Mother Darling and Connecting the DoTs

I call mum who’s fiance’s friend sold me the car and ask her if I could have the contact details for the guy. He rings me later on and claims that the car had 3 previous owners before me, and that it was imported from New South Wales. He says to confirm the VIN on the registration slips (and it matches), and then to call the South Aus. Department of Transport and ask them to do a VIN check on the vehicle, and that’s precisely what happens. The kind lady on the other end informs me that once a long time ago in a state far, far away the car was, indeed, reported as a “repairable writeoff”, she informs me that if I contact the NSW DoT they can clear it and I can register the car in the Best State (Queensland, duh). She’s even kind enough to give me the number for the NSW DoT! Service++!

During this call I do a quick Google for Queensland Inspection Services and find out they charge a flat rate of $450 for a car. Didn’t I just get this safety checked last week? Yeah. That’s what I thought too!

I call the NSW DoT and Kind Lady #2 informs me that she cannot clear it, nor can anyone. Uh oh.
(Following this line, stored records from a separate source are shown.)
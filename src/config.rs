//! Runtime game configuration, loadable from TOML.
//!
//! ```toml
//! board_size = 7
//! board_colors = [0xeeeed2, 0x769656]
//! player_colors = [0xff0000, 0x0000ff]
//! enforce_turns = true
//! ```

use std::path::Path;

use crate::constants::{
    BOARD_COLORS, CANVAS_HEIGHT, CANVAS_WIDTH, MAX_BOARD_SIZE, MIN_BOARD_SIZE, N, PLAYER_COLORS,
};
use crate::error::ConfigError;
use crate::player::Side;
use crate::position::Position;

#[derive(Debug, Clone, PartialEq, Eq, serde::Deserialize)]
#[serde(default)]
pub struct GameConfig {
    /// Number of cells in a row or column.
    pub board_size: usize,
    /// Light and dark checkerboard colors (0xRRGGBB).
    pub board_colors: [u32; 2],
    /// Token colors of the first and second player.
    pub player_colors: [u32; 2],
    /// Reject a move by the player who moved last.
    pub enforce_turns: bool,
}

impl Default for GameConfig {
    fn default() -> Self {
        GameConfig {
            board_size: N,
            board_colors: BOARD_COLORS,
            player_colors: PLAYER_COLORS,
            enforce_turns: false,
        }
    }
}

impl GameConfig {
    /// Default configuration with a different board size.
    pub fn with_size(board_size: usize) -> Self {
        GameConfig {
            board_size,
            ..Self::default()
        }
    }

    /// Load configuration from a TOML file.
    pub fn load(path: &Path) -> Result<Self, ConfigError> {
        let content = std::fs::read_to_string(path).map_err(|e| ConfigError::FileRead {
            path: path.to_path_buf(),
            source: e,
        })?;
        Self::from_toml(&content)
    }

    /// Parse and validate configuration from TOML text.
    pub fn from_toml(content: &str) -> Result<Self, ConfigError> {
        let config: GameConfig = toml::from_str(content)?;
        config.validate()?;
        Ok(config)
    }

    pub fn validate(&self) -> Result<(), ConfigError> {
        if self.board_size < MIN_BOARD_SIZE {
            return Err(ConfigError::Validation(format!(
                "board_size must be >= {MIN_BOARD_SIZE} (got {})",
                self.board_size
            )));
        }
        if self.board_size > MAX_BOARD_SIZE {
            return Err(ConfigError::Validation(format!(
                "board_size must be <= {MAX_BOARD_SIZE} (got {})",
                self.board_size
            )));
        }
        if self.player_colors[0] == self.player_colors[1] {
            return Err(ConfigError::Validation(
                "player_colors must differ".into(),
            ));
        }
        Ok(())
    }

    /// Where `side` starts: the first player on the top row, the second on
    /// the bottom row, both in the middle column.
    pub fn start_position(&self, side: Side) -> Position {
        let column = (self.board_size / 2) as i32;
        let row = match side {
            Side::First => 0,
            Side::Second => self.board_size as i32 - 1,
        };
        Position::new(row, column)
    }

    /// Width and height in canvas pixels of one cell.
    pub fn cell_extent(&self) -> (f64, f64) {
        let size = self.board_size.max(1) as f64;
        (CANVAS_WIDTH as f64 / size, CANVAS_HEIGHT as f64 / size)
    }
}
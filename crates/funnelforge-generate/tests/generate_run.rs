use std::collections::HashSet;
use std::fs;
use std::path::PathBuf;

use funnelforge_core::EventName;
use funnelforge_generate::{GenerateOptions, GenerationEngine};

fn temp_out_dir(label: &str) -> PathBuf {
    let mut dir = std::env::temp_dir();
    dir.push(format!("funnelforge_run_{label}_{}", uuid::Uuid::new_v4()));
    fs::create_dir_all(&dir).expect("create temp out dir");
    dir
}

fn options(label: &str, population: u64) -> GenerateOptions {
    GenerateOptions {
        out_dir: temp_out_dir(label),
        population,
        ..GenerateOptions::default()
    }
}

#[test]
fn runs_are_byte_identical_for_a_fixed_seed() {
    let result_a = GenerationEngine::new(options("det_a", 300))
        .run()
        .expect("run generation A");
    let result_b = GenerationEngine::new(options("det_b", 300))
        .run()
        .expect("run generation B");

    for table in ["users.csv", "events.csv", "subscriptions.csv"] {
        let contents_a =
            fs::read_to_string(result_a.run_dir.join(table)).expect("read table A");
        let contents_b =
            fs::read_to_string(result_b.run_dir.join(table)).expect("read table B");
        assert_eq!(contents_a, contents_b, "{table} should be deterministic");
    }
}

#[test]
fn different_seeds_produce_different_events() {
    let result_a = GenerationEngine::new(options("seed_a", 100))
        .run()
        .expect("run generation A");
    let mut other = options("seed_b", 100);
    other.seed = 43;
    let result_b = GenerationEngine::new(other).run().expect("run generation B");

    let events_a = fs::read_to_string(result_a.run_dir.join("events.csv")).expect("read A");
    let events_b = fs::read_to_string(result_b.run_dir.join("events.csv")).expect("read B");
    assert_ne!(events_a, events_b);
}

#[test]
fn every_reference_resolves_to_a_generated_user() {
    let result = GenerationEngine::new(options("refs", 500))
        .run()
        .expect("run generation");

    let users: HashSet<_> = result
        .dataset
        .users
        .iter()
        .map(|user| user.user_id)
        .collect();
    assert_eq!(users.len(), 500);
    for event in &result.dataset.events {
        assert!(users.contains(&event.user_id));
    }
    for subscription in &result.dataset.subscriptions {
        assert!(users.contains(&subscription.user_id));
    }
}

#[test]
fn subscriptions_match_upgrade_events_one_to_one() {
    let result = GenerationEngine::new(options("subs", 500))
        .run()
        .expect("run generation");

    let upgrades = result
        .dataset
        .events
        .iter()
        .filter(|event| event.name == EventName::Upgrade)
        .count();
    assert_eq!(result.dataset.subscriptions.len(), upgrades);
    assert!(upgrades > 0, "expected some upgrades at population 500");
}

#[test]
fn report_row_counts_match_the_tables() {
    let result = GenerationEngine::new(options("report", 200))
        .run()
        .expect("run generation");

    assert_eq!(result.report.users_generated, 200);
    assert_eq!(
        result.report.events_generated,
        result.dataset.events.len() as u64
    );
    assert_eq!(
        result.report.events_by_name.get("signup").copied(),
        Some(200)
    );

    let report_json = fs::read_to_string(result.run_dir.join("generation_report.json"))
        .expect("read generation_report.json");
    let report: serde_json::Value = serde_json::from_str(&report_json).expect("parse report");
    assert_eq!(
        report.get("users_generated").and_then(|v| v.as_u64()),
        Some(200)
    );

    let users_csv = fs::read_to_string(result.run_dir.join("users.csv")).expect("read users.csv");
    // Header plus one line per user.
    assert_eq!(users_csv.lines().count(), 201);
}

#[test]
fn invalid_probability_aborts_before_any_output() {
    let options = options("invalid", 10);
    let out_dir = options.out_dir.clone();
    let mut funnel = funnelforge_generate::FunnelConfig::default();
    funnel.upgrade_odds.activated = 1.25;

    let engine = GenerationEngine::with_configs(
        options,
        funnel,
        funnelforge_generate::ChurnConfig::default(),
    );
    let err = engine.run().expect_err("invalid probability");
    assert!(err.to_string().contains("outside [0, 1]"));

    let leftovers = fs::read_dir(&out_dir).expect("list out dir").count();
    assert_eq!(leftovers, 0, "no run directory should be created");
}
use chrono::Duration;

use funnelforge_core::{Event, EventName, PlanType, Subscription, SubscriptionStatus};

use crate::draws::DrawSource;
use crate::errors::GenerationError;
use crate::funnel::DelayRange;

/// Flat monthly price attached to every generated subscription.
pub const MONTHLY_REVENUE: f64 = 49.0;

/// Churn parameters for the subscription ledger.
///
/// Churn is drawn independently of any `cancel` event in the stream; a user
/// can hold an active subscription and still have a cancel event. That
/// decoupling is deliberate and preserved for comparability across runs.
#[derive(Debug, Clone)]
pub struct ChurnConfig {
    pub churn_rate: f64,
    pub churned_duration: DelayRange,
}

impl Default for ChurnConfig {
    fn default() -> Self {
        Self {
            churn_rate: 0.2,
            churned_duration: DelayRange::days(30, 120),
        }
    }
}

impl ChurnConfig {
    pub fn validate(&self) -> Result<(), GenerationError> {
        if !(0.0..=1.0).contains(&self.churn_rate) {
            return Err(GenerationError::InvalidConfig(format!(
                "churn probability {} is outside [0, 1]",
                self.churn_rate
            )));
        }
        if self.churned_duration.min_days < 0
            || self.churned_duration.min_days > self.churned_duration.max_days
        {
            return Err(GenerationError::InvalidConfig(format!(
                "churn duration range [{}, {}] is not a valid non-negative range",
                self.churned_duration.min_days, self.churned_duration.max_days
            )));
        }
        Ok(())
    }
}

/// Derive one ledger row per upgrade event, in event order.
pub fn derive_subscriptions(
    events: &[Event],
    config: &ChurnConfig,
    draws: &mut impl DrawSource,
) -> Vec<Subscription> {
    let mut subscriptions = Vec::new();
    for event in events {
        if event.name != EventName::Upgrade {
            continue;
        }
        let subscription_id = draws.uuid();
        let churned = draws.chance(config.churn_rate);
        let ended_at = churned.then(|| {
            let duration = draws.int_between(
                config.churned_duration.min_days,
                config.churned_duration.max_days,
            );
            event.occurred_at + Duration::days(duration)
        });
        subscriptions.push(Subscription {
            subscription_id,
            user_id: event.user_id,
            plan: PlanType::Pro,
            started_at: event.occurred_at,
            ended_at,
            monthly_revenue: MONTHLY_REVENUE,
            status: if churned {
                SubscriptionStatus::Canceled
            } else {
                SubscriptionStatus::Active
            },
        });
    }
    subscriptions
}
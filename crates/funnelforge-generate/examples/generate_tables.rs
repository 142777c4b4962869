//! Generate the three tables with default settings into ./out.
//!
//! Run with: `cargo run -p funnelforge-generate --example generate_tables`

use funnelforge_generate::{GenerateOptions, GenerationEngine};

fn main() {
    let engine = GenerationEngine::new(GenerateOptions::default());
    match engine.run() {
        Ok(result) => {
            println!("wrote {} events to {}",
                result.report.events_generated,
                result.run_dir.display()
            );
        }
        Err(err) => {
            eprintln!("generation failed: {err}");
            std::process::exit(1);
        }
    }
}
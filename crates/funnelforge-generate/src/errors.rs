use thiserror::Error;

/// Errors emitted by the generation engine.
#[derive(Debug, Error)]
pub enum GenerationError {
    #[error("invalid configuration: {0}")]
    InvalidConfig(String),
    #[error("dataset invariant violated: {0}")]
    Invariant(#[from] funnelforge_core::Error),
    #[error("io error: {0}")]
    Io(#[from] std::io::Error),
    #[error("json error: {0}")]
    Json(#[from] serde_json::Error),
    #[error("csv error: {0}")]
    Csv(#[from] csv::Error),
}
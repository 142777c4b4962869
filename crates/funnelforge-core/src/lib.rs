//! Core contracts for Funnelforge.
//!
//! This crate defines the canonical entity types produced by the generator
//! (users, lifecycle events, subscriptions), the dataset container, and the
//! invariant validation shared across crates.

pub mod entities;
pub mod error;
pub mod validation;

pub use entities::{
    AcquisitionChannel, CancelReason, Country, Dataset, DeviceType, Event, EventName,
    EventProperties, ExperimentVariant, PlanType, Subscription, SubscriptionStatus, User,
};
pub use error::{Error, Result};
pub use validation::validate_dataset;
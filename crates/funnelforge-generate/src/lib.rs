//! Seeded event-log generator for Funnelforge.
//!
//! This crate fabricates a user population, walks each user through a fixed
//! lifecycle funnel to produce a time-ordered event stream, derives a
//! subscription ledger from the upgrade events, and exports the three tables
//! as CSV.

pub mod draws;
pub mod engine;
pub mod errors;
pub mod funnel;
pub mod model;
pub mod output;
pub mod population;
pub mod subscriptions;

pub use draws::{DrawSource, SeededDraws};
pub use engine::{GenerationEngine, GenerationResult, generate_dataset};
pub use errors::GenerationError;
pub use funnel::FunnelConfig;
pub use model::{GenerateOptions, GenerationReport};
pub use subscriptions::ChurnConfig;
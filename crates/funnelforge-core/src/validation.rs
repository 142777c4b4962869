use std::collections::{HashMap, HashSet};

use uuid::Uuid;

use crate::entities::{Dataset, EventName, ExperimentVariant};
use crate::error::{Error, Result};

/// Validate the invariants of a generated dataset.
///
/// This checks:
/// - every event and subscription references a known user
/// - per-user event instants are non-decreasing in emission order, starting
///   with a signup at exactly the user's signup instant
/// - the experiment variant is stable across all of a user's events
/// - subscription cardinality equals upgrade-event cardinality
///
/// Any violation is a defect in the generator, not a recoverable condition;
/// callers abort the run without writing output.
pub fn validate_dataset(dataset: &Dataset) -> Result<()> {
    let users: HashMap<Uuid, _> = dataset
        .users
        .iter()
        .map(|user| (user.user_id, user))
        .collect();

    let mut last_seen: HashMap<Uuid, chrono::NaiveDateTime> = HashMap::new();
    let mut variants: HashMap<Uuid, ExperimentVariant> = HashMap::new();
    let mut seen_event_ids: HashSet<Uuid> = HashSet::new();
    let mut upgrades = 0_u64;

    for event in &dataset.events {
        let user = users.get(&event.user_id).ok_or_else(|| {
            Error::InvalidDataset(format!(
                "event {} references unknown user {}",
                event.event_id, event.user_id
            ))
        })?;

        if !seen_event_ids.insert(event.event_id) {
            return Err(Error::InvalidDataset(format!(
                "duplicate event id: {}",
                event.event_id
            )));
        }

        match last_seen.get(&event.user_id) {
            None => {
                if event.name != EventName::Signup {
                    return Err(Error::InvalidDataset(format!(
                        "first event for user {} is '{}', expected 'signup'",
                        event.user_id,
                        event.name.as_str()
                    )));
                }
                if event.occurred_at != user.signup_at {
                    return Err(Error::InvalidDataset(format!(
                        "signup event for user {} at {} does not match signup instant {}",
                        event.user_id, event.occurred_at, user.signup_at
                    )));
                }
            }
            Some(previous) => {
                if event.occurred_at < *previous {
                    return Err(Error::InvalidDataset(format!(
                        "event instants for user {} regress: {} after {}",
                        event.user_id, event.occurred_at, previous
                    )));
                }
            }
        }
        last_seen.insert(event.user_id, event.occurred_at);

        if let Some(variant) = event.experiment_variant {
            match variants.get(&event.user_id) {
                None => {
                    variants.insert(event.user_id, variant);
                }
                Some(assigned) if *assigned != variant => {
                    return Err(Error::InvalidDataset(format!(
                        "experiment variant for user {} changed from {} to {}",
                        event.user_id,
                        assigned.as_str(),
                        variant.as_str()
                    )));
                }
                Some(_) => {}
            }
        }

        if event.name == EventName::Upgrade {
            upgrades += 1;
        }
    }

    for subscription in &dataset.subscriptions {
        if !users.contains_key(&subscription.user_id) {
            return Err(Error::InvalidDataset(format!(
                "subscription {} references unknown user {}",
                subscription.subscription_id, subscription.user_id
            )));
        }
    }

    if dataset.subscriptions.len() as u64 != upgrades {
        return Err(Error::InvalidDataset(format!(
            "subscription count {} does not match upgrade event count {}",
            dataset.subscriptions.len(),
            upgrades
        )));
    }

    Ok(())
}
I was misled.

In further fury and anger, I vent in the office and Dr Nic suggests registering it once again in SA. This I can do over the internet. This doesn’t mean that I go to a smelly building with smellier people and wait for a number to be called, I log in, enter my registration number and credit card details (no, I’m not going to give them to you), and select “6 months” and the entire process is done in less than 5 minutes.

Registering my car over the Internet. That’s how it should be. Quick. Simple. Easy. I beg the other government organisations, please come join the rest of us in the twenty-first century.